Digby is worried that President Obama’s meeting with the leaders from the House and Senate this week on the budget and debt ceiling will not end well.
The “bipartisan fiscal commission” agreed on nothing and issued no report. If they couldn’t get a consensus among that small group, it should have been a clue that there is no consensus about doing this at all. It would appear that the lesson they did learn was that they needed to attach doing what they wanted to a catastrophic event so as to foreclose any real debate and just “git ‘er done.”
Moreover, the much touted “balanced approach” at the moment is 83% spending cuts to 17% phony loophole closings and subsidy eliminations. But hey, if people want to believe that’s a fair deal, who am I to argue? You’ll have to pardon me if I skip the celebration on this one.

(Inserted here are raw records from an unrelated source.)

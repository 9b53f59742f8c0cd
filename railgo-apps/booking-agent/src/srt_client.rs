//!  Railgo Booking Agent
//!
//!  Copyright (C) 2026  Railgo Contributors
//!
//!  This program is free software: you can redistribute it and/or modify
//!  it under the terms of the GNU Affero General Public License as published by
//!  the Free Software Foundation, either version 3 of the License, or
//!  (at your option) any later version.
//!
//!  This program is distributed in the hope that it will be useful,
//!  but WITHOUT ANY WARRANTY; without even the implied warranty of
//!  MERCHANTABILITY or FITNESS FOR A PARTICULAR PURPOSE.  See the
//!  GNU Affero General Public License for more details.
//!
//!  You should have received a copy of the GNU Affero General Public License
//!  along with this program.  If not, see <http://www.gnu.org/licenses/>.

//! # SRT Session Client
//!
//! Effectful (time, network) operations against the SRT mobile endpoints.
//! One instance owns one authenticated session and one admission-token
//! cache; pure form building and response decoding live in `srt_forms` and
//! `srt_records`.

use std::sync::Arc;
use std::time::Duration;

use wreq::header::{HeaderMap, HeaderValue};
use wreq::redirect::Policy;
use wreq_util::Emulation;

use crate::backend::{
    backend_now, CardDetails, RailBackend, Reservation, SearchQuery, Session, Ticket,
};
use crate::errors::RailError;
use crate::gate::{AdmissionGate, GateProfile, HttpGateTransport};
use crate::identity::{normalize_identifier, LoginMethod};
use crate::notice::{NoticeSink, NullNotice};
use crate::passenger::{self, Passenger};
use crate::schedule::{Schedule, SeatPreference, WindowSeat};
use crate::srt_forms::{self as forms, Form, ReserveJob};
use crate::srt_records as records;
use crate::station::StationDirectory;

/// The mobile app's user agent; the endpoints reject unknown clients.
pub const SRT_USER_AGENT: &str = "Mozilla/5.0 (Linux; Android 14; SM-S911U1 Build/UP1A.231005.007; wv) AppleWebKit/537.36 (KHTML, like Gecko) Version/4.0 Chrome/131.0.6778.135 Mobile Safari/537.36SRT-APP-Android V.2.0.32";

pub struct SrtClient {
    http: wreq::Client,
    gate: AdmissionGate<HttpGateTransport>,
    stations: StationDirectory,
    notice: Arc<dyn NoticeSink>,
    session: Option<Session>,
    window_preference: Option<WindowSeat>,
}

impl SrtClient {
    pub fn new(stations: StationDirectory) -> Result<Self, RailError> {
        let mut headers = HeaderMap::new();
        headers.insert("User-Agent", HeaderValue::from_static(SRT_USER_AGENT));
        headers.insert("Accept", HeaderValue::from_static("application/json"));

        let http = wreq::Client::builder()
            .emulation(Emulation::Chrome131)
            .default_headers(headers)
            .cookie_store(true)
            .redirect(Policy::default())
            .timeout(Duration::from_secs(30))
            .build()
            .map_err(RailError::Network)?;

        Ok(SrtClient {
            http,
            gate: AdmissionGate::new(GateProfile::srt(), SRT_USER_AGENT)?,
            stations,
            notice: Arc::new(NullNotice),
            session: None,
            window_preference: None,
        })
    }

    pub fn with_notice(mut self, notice: Arc<dyn NoticeSink>) -> Self {
        self.notice = notice;
        self
    }

    /// Window/aisle attribute submitted with personal reservations.
    pub fn set_window_preference(&mut self, preference: Option<WindowSeat>) {
        self.window_preference = preference;
    }

    fn require_session(&self) -> Result<&Session, RailError> {
        self.session.as_ref().ok_or(RailError::NotLoggedIn)
    }

    async fn post_raw(&self, url: &str, form: &Form) -> Result<String, RailError> {
        tracing::debug!(%url, "request");
        let response = self
            .http
            .post(url)
            .form(form)
            .send()
            .await
            .map_err(RailError::Network)?;
        let body = response.text().await.map_err(RailError::Network)?;
        tracing::trace!(bytes = body.len(), "response");
        Ok(body)
    }

    /// Execute one call and decode the generic success/fail envelope.
    async fn execute(&self, url: &str, form: &Form) -> Result<records::SrtEnvelope, RailError> {
        let body = self.post_raw(url, form).await?;
        let envelope = records::SrtEnvelope::parse(&body)?;
        envelope.ensure_success()?;
        Ok(envelope)
    }

    async fn submit_reserve(
        &mut self,
        job: ReserveJob,
        schedule: &Schedule,
        passengers: &[Passenger],
        special_seat: bool,
    ) -> Result<Reservation, RailError> {
        let phone = self
            .session
            .as_ref()
            .map(|s| s.phone_number.clone())
            .unwrap_or_default();
        let token = self.gate.run(self.notice.as_ref()).await?;
        let window = if job == ReserveJob::Personal {
            self.window_preference
        } else {
            None
        };
        let form = forms::reserve_form(
            job,
            schedule,
            passengers,
            special_seat,
            window,
            if phone.is_empty() { None } else { Some(&phone) },
            &token,
        )?;
        let envelope = self.execute(&forms::endpoints::reserve(), &form).await?;
        let number = records::reservation_number_from(&envelope)?;
        tracing::info!(reservation = %number, "reservation accepted, fetching canonical record");

        // The write response lacks the full record; re-fetch by id.
        for reservation in self.fetch_reservations().await? {
            if reservation.reservation_number == number {
                return Ok(reservation);
            }
        }
        Err(RailError::ReservationNotFound(number))
    }

    async fn fetch_reservations(&self) -> Result<Vec<Reservation>, RailError> {
        let envelope = self
            .execute(&forms::endpoints::reservations(), &forms::reservations_form())
            .await?;
        let mut reservations = Vec::new();
        for (train, pay) in records::reservation_pairs(&envelope) {
            let number = train
                .get("pnrNo")
                .and_then(serde_json::Value::as_str)
                .unwrap_or_default()
                .to_string();
            let tickets = self.fetch_ticket_info(&number).await?;
            let mut reservation = records::map_reservation(&train, &pay, tickets)?;
            reservation.dep_station_name = self.stations.name_of(&reservation.dep_station_code);
            reservation.arr_station_name = self.stations.name_of(&reservation.arr_station_code);
            reservations.push(reservation);
        }
        Ok(reservations)
    }

    async fn fetch_ticket_info(&self, reservation_number: &str) -> Result<Vec<Ticket>, RailError> {
        let envelope = self
            .execute(
                &forms::endpoints::ticket_info(),
                &forms::ticket_info_form(reservation_number),
            )
            .await?;
        Ok(records::tickets_from(&envelope, reservation_number))
    }

    /// Configure standby notifications after a standby write went through.
    async fn submit_standby_options(
        &self,
        reservation_number: &str,
        agree_sms: bool,
        agree_class_change: bool,
        phone: &str,
    ) -> Result<(), RailError> {
        let form = forms::standby_option_form(
            reservation_number,
            agree_sms,
            agree_class_change,
            Some(phone),
        );
        let response = self
            .http
            .post(forms::endpoints::standby_option())
            .form(&form)
            .send()
            .await
            .map_err(RailError::Network)?;
        if !response.status().is_success() {
            tracing::warn!(
                status = response.status().as_u16(),
                "standby option update rejected"
            );
        }
        Ok(())
    }

    async fn reserve_standby_with_consent(
        &mut self,
        schedule: &Schedule,
        passengers: &[Passenger],
        preference: SeatPreference,
    ) -> Result<Reservation, RailError> {
        let reservation = self
            .submit_reserve(
                ReserveJob::Standby,
                schedule,
                passengers,
                preference.wants_special_standby(),
            )
            .await?;

        let phone = self
            .session
            .as_ref()
            .map(|s| s.phone_number.clone())
            .unwrap_or_default();
        if !phone.is_empty() {
            // Class-change consent follows the "-first" forms, which accept
            // either seat class.
            let agree_class_change = matches!(
                preference,
                SeatPreference::GeneralFirst | SeatPreference::SpecialFirst
            );
            self.submit_standby_options(
                &reservation.reservation_number,
                true,
                agree_class_change,
                &phone,
            )
            .await?;
        }
        Ok(reservation)
    }
}

impl RailBackend for SrtClient {
    fn session(&self) -> Option<&Session> {
        self.session.as_ref()
    }

    async fn login(&mut self, identifier: &str, credential: &str) -> Result<Session, RailError> {
        let method = LoginMethod::classify(identifier);
        let normalized = normalize_identifier(identifier, method);
        let form = forms::login_form(method, &normalized, credential);
        let body = self.post_raw(&forms::endpoints::login(), &form).await?;
        let session = records::parse_login(&body)?;
        tracing::info!(member = %session.name, "logged in");
        self.session = Some(session.clone());
        Ok(session)
    }

    async fn logout(&mut self) -> Result<(), RailError> {
        if self.session.is_none() {
            return Ok(());
        }
        let response = self
            .http
            .post(forms::endpoints::logout())
            .send()
            .await
            .map_err(RailError::Network)?;
        if !response.status().is_success() {
            let body = response.text().await.unwrap_or_default();
            return Err(RailError::backend("LOGOUT", body));
        }
        self.session = None;
        Ok(())
    }

    async fn search(&mut self, query: &SearchQuery) -> Result<Vec<Schedule>, RailError> {
        let passengers = passenger::prepare(&query.passengers)?;
        let (date, time) = query.resolve_window()?;

        let token = self.gate.run(self.notice.as_ref()).await?;
        let form = forms::search_form(
            &date,
            &time,
            query.departure.code.as_str(),
            query.arrival.code.as_str(),
            passenger::total(&passengers),
            &token,
        );
        let envelope = self
            .execute(&forms::endpoints::search_schedule(), &form)
            .await?;
        let schedules: Vec<Schedule> = records::schedules_from(&envelope, &self.stations)?
            .into_iter()
            .filter(|s| query.filter.accepts(s))
            .collect();
        if schedules.is_empty() {
            return Err(RailError::NoResults);
        }
        Ok(schedules)
    }

    async fn reserve(
        &mut self,
        schedule: &Schedule,
        passengers: &[Passenger],
        preference: SeatPreference,
    ) -> Result<Reservation, RailError> {
        self.require_session()?;
        let passengers = passenger::prepare(passengers)?;

        // Sold-out runs with an open standby lane fall through to the
        // standby write instead of racing a seat that is already gone.
        if !schedule.seat_available() && !schedule.standby.not_applicable() {
            return self
                .reserve_standby_with_consent(schedule, &passengers, preference)
                .await;
        }

        self.submit_reserve(
            ReserveJob::Personal,
            schedule,
            &passengers,
            preference.wants_special_seat(schedule),
        )
        .await
    }

    async fn reserve_standby(
        &mut self,
        schedule: &Schedule,
        passengers: &[Passenger],
        preference: SeatPreference,
    ) -> Result<Reservation, RailError> {
        self.require_session()?;
        let passengers = passenger::prepare(passengers)?;
        self.reserve_standby_with_consent(schedule, &passengers, preference.narrowed_for_standby())
            .await
    }

    async fn reservations(&mut self) -> Result<Vec<Reservation>, RailError> {
        self.require_session()?;
        self.fetch_reservations().await
    }

    async fn tickets(&mut self) -> Result<Vec<Ticket>, RailError> {
        self.require_session()?;
        let reservations = self.fetch_reservations().await?;
        Ok(reservations
            .into_iter()
            .filter(|r| r.paid)
            .flat_map(|r| r.tickets)
            .collect())
    }

    async fn cancel(&mut self, reservation: &Reservation) -> Result<(), RailError> {
        self.require_session()?;
        self.gate.run(self.notice.as_ref()).await?;
        self.execute(
            &forms::endpoints::cancel(),
            &forms::cancel_form(&reservation.reservation_number),
        )
        .await?;
        Ok(())
    }

    async fn pay(
        &mut self,
        reservation: &Reservation,
        card: &CardDetails,
    ) -> Result<bool, RailError> {
        let membership = self.require_session()?.membership_number.clone();
        self.gate.run(self.notice.as_ref()).await?;
        let settlement_date = backend_now().format("%Y%m%d").to_string();
        let form = forms::pay_form(reservation, card, &membership, &settlement_date);
        let body = self.post_raw(&forms::endpoints::payment(), &form).await?;
        records::pay_result(&body)
    }

    async fn refund(&mut self, ticket: &Ticket) -> Result<(), RailError> {
        self.require_session()?;
        self.gate.run(self.notice.as_ref()).await?;

        // The sale identifiers the refund write needs only exist on the
        // reservation-info lookup, which keys off a referer header.
        let referer = forms::endpoints::reserve_info_referer(&ticket.reservation_number);
        let response = self
            .http
            .post(forms::endpoints::reserve_info())
            .header("Referer", &referer)
            .send()
            .await
            .map_err(RailError::Network)?;
        let body = response.text().await.map_err(RailError::Network)?;
        let info = records::refund_source_from(&body)?;
        let source = records::refund_fields(&info)?;

        self.execute(
            &forms::endpoints::refund(),
            &forms::refund_form(
                &source.reservation_number,
                &source.sale_date,
                &source.sale_window,
                &source.sale_sequence,
                &source.return_password,
                &source.buyer_name,
            ),
        )
        .await?;
        Ok(())
    }

    fn clear_admission_cache(&mut self) {
        self.gate.clear();
    }
}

What is clear to me and has been since last December’s budget deal that kept the Bush tax cuts in place is that we would get to this point as well. The kinderspiel of this back-and-forth was as predictable as this summer’s heat wave, and here’s how it’s going to play out: the talks will go on in private with the occasional leak from some underling in some strategically-placed House or Senate member that gives us a tantalizing tidbit of the battle of words going on behind closed doors. It will be fed to a panting press corps desperate to feed something to the talking head doing the stand-up in front of the White House, and we’ll get “developing news” breaks every time they notice that the ratings are beginning to sag.
The talks will go down to the wire, a deal will be struck, neither side will be happy; someone’s going to get screwed, but the debt limit will be raised. Both sides will claim victory and immediately plan to use it as a campaign issue for the 2012 election, which was the whole point of this exercise anyway.
Overlooked in all of this will be the simple and stark fact that neither side is willing to really doing anything but trim it around the edges. No one is going to do anything serious about the deficit until after the election next year. If then.